Randomized Urn Models revisited using Stochastic Approximation

TL;DR

This paper connects stochastic approximation techniques with randomized urn models in clinical trials, providing new convergence and normality results under weaker assumptions, especially for complex multi-arm trial models.

Contribution

It reformulates urn models as stochastic approximation algorithms, deriving new asymptotic properties and extending results to multi-arm clinical trial models with dependent updates.

Findings

Established almost sure convergence of the normalized procedures.

Derived asymptotic normality under less restrictive conditions.
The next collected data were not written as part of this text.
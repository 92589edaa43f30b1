// storefront/src/models/user.rs

use chrono::{DateTime, Utc};
use serde::{Deserialize, Serialize};
use sqlx::FromRow;
use std::fmt;
use std::str::FromStr;

#[derive(Debug, Clone, Copy, PartialEq, Eq, Serialize, Deserialize, sqlx::Type)]
#[serde(rename_all = "lowercase")]
#[sqlx(rename_all = "lowercase")]
pub enum Role {
  User,
  Admin,
}

impl Role {
  pub fn as_str(&self) -> &'static str {
    match self {
      Role::User => "user",
      Role::Admin => "admin",
    }
  }
}

impl fmt::Display for Role {
  fn fmt(&self, f: &mut fmt::Formatter<'_>) -> fmt::Result {
    f.write_str(self.as_str())
  }
}

impl FromStr for Role {
  type Err = String;

  fn from_str(s: &str) -> Result<Self, Self::Err> {
    match s.trim() {
      "user" => Ok(Role::User),
      "admin" => Ok(Role::Admin),
      other => Err(format!("Unknown role '{}'", other)),
    }
  }
}

#[derive(Debug, Clone, Serialize, FromRow)]
pub struct User {
  pub id: i64,
  pub username: String,
  pub email: String,
  #[serde(skip_serializing)] // Never send password hash to client
  pub password_hash: String,
  pub role: Role, // fixed at creation
  pub created_at: DateTime<Utc>,
}

impl User {
  pub fn is_admin(&self) -> bool {
    self.role == Role::Admin
  }
}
Extended analysis to multi-arm clinical trials with dependent urn updates.

Abstract

This paper presents the link between stochastic approximation and clinical trials based on randomized urn models investigated in Bai and Hu (1999,2005) and Bai, Hu and Shen (2002). We reformulate the dynamics of both the urn composition and the assigned treatments as standard stochastic approximation (SA) algorithms with remainder. Then, we derive the a.s. convergence and the asymptotic normality (CLT) of the normalized procedure under less stringent assumptions by calling upon the ODE and SDE methods. As a second step, we investigate a more involved family of models, known as multi-arm clinical trials, where the urn updating depends on the past performances of the treatments. By increasing the dimension of the state vector, our SA approach provides this time a new asymptotic normality result.